MYHISTRO is a website that combines maps and time lines into multimedia representations of personal or historical events. Create an account with an email address and a password, then start creating a story and time line. By adding \"event\" details, such as text, photos, and video, plus the locations where they were taken, you create a slide with all the information you just entered. Events can stand alone or become part of a bigger story, like \"France Vacation 2011.\" You can label events by type; some of the categories to choose from are Family, Learning, Travel, and Good Times. Time lines can be shared through social media channels or embedded.
Is it any good?
It's cool to see certain stories in a visual format. For example, you can observe the progression of the Black Death pandemic, watching as it jumps from Asia, where it began, to Europe, while information bubbles pop up to explain what happened in each location. MyHistro is serious about history, and it offers a lot of informative, detailed time lines of historical events.

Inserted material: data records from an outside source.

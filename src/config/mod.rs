pub mod cli;
pub mod toml_config;

use crate::core::ConfigProvider;
use crate::utils::error::Result;
use crate::utils::validation::{
    validate_non_empty, validate_one_of, validate_path, validate_range, Validate,
};
#[cfg(feature = "cli")]
use clap::Parser;
use serde::{Deserialize, Serialize};
use toml_config::TomlConfig;

pub const DEFAULT_CONCURRENCY: usize = 5;
/// Largest permit count a tokio semaphore accepts.
pub const MAX_CONCURRENCY: usize = tokio::sync::Semaphore::MAX_PERMITS;
pub const DEFAULT_FORMAT: &str = "text";
pub const OUTPUT_FORMATS: [&str; 2] = ["text", "json"];

#[cfg(feature = "cli")]
#[derive(Debug, Clone, Serialize, Deserialize, Parser)]
#[command(name = "delayed-square")]
#[command(about = "Squares numbers after a fixed one-second delay; negative numbers are rejected")]
pub struct CliConfig {
    /// Numbers to square; appended after the inputs of --config
    #[arg(allow_negative_numbers = true)]
    pub inputs: Vec<f64>,

    /// TOML batch file
    #[arg(short, long)]
    pub config: Option<String>,

    /// Maximum number of squares in flight [default: 5]
    #[arg(long)]
    pub concurrency: Option<usize>,

    /// Report format: text or json [default: text]
    #[arg(long)]
    pub format: Option<String>,

    /// Directory to write the report into
    #[arg(long)]
    pub output_path: Option<String>,

    /// Emit logs as JSON lines
    #[arg(long)]
    pub json_logs: bool,

    #[arg(short, long, help = "Enable verbose output")]
    pub verbose: bool,
}

/// Settings for one batch run, after merging the TOML file and the command line.
#[derive(Debug, Clone, PartialEq, Serialize, Deserialize)]
pub struct BatchConfig {
    pub name: Option<String>,
    pub inputs: Vec<f64>,
    pub concurrency: usize,
    pub format: String,
    pub output_path: Option<String>,
    pub verbose: bool,
    pub json_logs: bool,
}

impl Default for BatchConfig {
    fn default() -> Self {
        Self {
            name: None,
            inputs: Vec::new(),
            concurrency: DEFAULT_CONCURRENCY,
            format: DEFAULT_FORMAT.to_string(),
            output_path: None,
            verbose: false,
            json_logs: false,
        }
    }
}

impl From<TomlConfig> for BatchConfig {
    fn from(file: TomlConfig) -> Self {
        let defaults = Self::default();
        Self {
            name: file.name().map(str::to_string),
            format: file.format().map(str::to_string).unwrap_or(defaults.format),
            output_path: file.output_path().map(str::to_string),
            verbose: file.verbose(),
            json_logs: file.json_logs(),
            concurrency: file.batch.concurrency.unwrap_or(defaults.concurrency),
            inputs: file.batch.inputs,
        }
    }
}

impl BatchConfig {
    /// Loads `--config` if given, then applies command line overrides.
    #[cfg(feature = "cli")]
    pub fn from_cli(cli: CliConfig) -> Result<Self> {
        let mut config = match &cli.config {
            Some(path) => TomlConfig::from_file(path)?.into(),
            None => Self::default(),
        };

        config.inputs.extend(cli.inputs);
        if let Some(concurrency) = cli.concurrency {
            config.concurrency = concurrency;
        }
        if let Some(format) = cli.format {
            config.format = format;
        }
        if cli.output_path.is_some() {
            config.output_path = cli.output_path;
        }
        config.verbose |= cli.verbose;
        config.json_logs |= cli.json_logs;

        Ok(config)
    }

    pub fn report_file_name(&self) -> &'static str {
        if self.format == "json" {
            "report.json"
        } else {
            "report.txt"
        }
    }
}

impl Validate for BatchConfig {
    fn validate(&self) -> Result<()> {
        validate_non_empty("inputs", &self.inputs)?;
        validate_range("concurrency", self.concurrency, 1, MAX_CONCURRENCY)?;
        validate_one_of("format", &self.format, &OUTPUT_FORMATS)?;
        if let Some(path) = &self.output_path {
            validate_path("output_path", path)?;
        }
        Ok(())
    }
}

impl ConfigProvider for BatchConfig {
    fn inputs(&self) -> &[f64] {
        &self.inputs
    }

    fn concurrency(&self) -> usize {
        self.concurrency
    }

    fn output_format(&self) -> &str {
        &self.format
    }

    fn output_path(&self) -> Option<&str> {
        self.output_path.as_deref()
    }
}

#[cfg(test)]
mod tests {
    use super::*;
    use crate::utils::error::SquareError;

    #[test]
    fn test_defaults_need_inputs() {
        let config = BatchConfig::default();
        assert!(matches!(
            config.validate(),
            Err(SquareError::MissingConfigError { .. })
        ));
    }

    #[test]
    fn test_validation_rejects_bad_values() {
        let mut config = BatchConfig {
            inputs: vec![1.0],
            ..Default::default()
        };
        assert!(config.validate().is_ok());

        config.concurrency = 0;
        assert!(config.validate().is_err());

        config.concurrency = 1;
        config.format = "xml".to_string();
        assert!(config.validate().is_err());

        config.format = "json".to_string();
        config.output_path = Some(String::new());
        assert!(config.validate().is_err());
    }

    #[test]
    fn test_concurrency_above_semaphore_limit_is_rejected() {
        let mut config = BatchConfig {
            inputs: vec![2.0],
            concurrency: usize::MAX,
            ..Default::default()
        };
        assert!(matches!(
            config.validate(),
            Err(SquareError::InvalidConfigValueError { ref field, .. }) if field == "concurrency"
        ));

        config.concurrency = MAX_CONCURRENCY;
        assert!(config.validate().is_ok());
    }

    #[test]
    fn test_from_toml_applies_defaults() {
        let file = TomlConfig::from_toml_str("[batch]\ninputs = [2, -2]\n").unwrap();
        let config = BatchConfig::from(file);
        assert_eq!(config.inputs, vec![2.0, -2.0]);
        assert_eq!(config.concurrency, DEFAULT_CONCURRENCY);
        assert_eq!(config.format, "text");
        assert_eq!(config.report_file_name(), "report.txt");
    }

    #[cfg(feature = "cli")]
    #[test]
    fn test_cli_parses_negative_inputs() {
        let cli = CliConfig::try_parse_from(["delayed-square", "5", "-3", "0", "--format", "json"])
            .unwrap();
        let config = BatchConfig::from_cli(cli).unwrap();
        assert_eq!(config.inputs, vec![5.0, -3.0, 0.0]);
        assert_eq!(config.format, "json");
        assert_eq!(config.report_file_name(), "report.json");
    }

    #[cfg(feature = "cli")]
    #[test]
    fn test_cli_overrides_toml() {
        use std::io::Write;

        let mut file = tempfile::NamedTempFile::new().unwrap();
        file.write_all(b"[batch]\ninputs = [1, 2]\nconcurrency = 2\n\n[output]\nformat = \"json\"\n")
            .unwrap();
        let path = file.path().to_str().unwrap().to_string();

        let cli = CliConfig::try_parse_from([
            "delayed-square",
            "--config",
            path.as_str(),
            "--concurrency",
            "8",
            "3",
        ])
        .unwrap();
        let config = BatchConfig::from_cli(cli).unwrap();

        assert_eq!(config.inputs, vec![1.0, 2.0, 3.0]);
        assert_eq!(config.concurrency, 8);
        assert_eq!(config.format, "json");
    }
}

The 3D Battles are an interesting idea; users can watch 3-D animations of recreations of actual battles, with detailed close-ups of the armor and weapons used. Although they're a little gruesome, and done in the style of a video game, it's likely that they're historically accurate. As of this review, only two 3D Battles are available on the site. But if you want to see the War of 1812, there's a spot to send in your battle requests. In terms of using the site to create your own story, myHistro isn't quite as slick as some of its competitors, like Historypin. With a team hailing from Estonia, the site has some slightly distracting English errors, and the design could be better.
Families can talk about...
Has your family maintained a family tree? Talk to your kids about the role of ancestry and lineage in earlier time periods and cultures. What motivates people to learn more about where they came from?
If you've traveled recently, work together as a family to create a time line of the trip, adding photos and videos from each city or town. Young kids will love seeing themselves on the map, and the activity can give them a better understanding of place.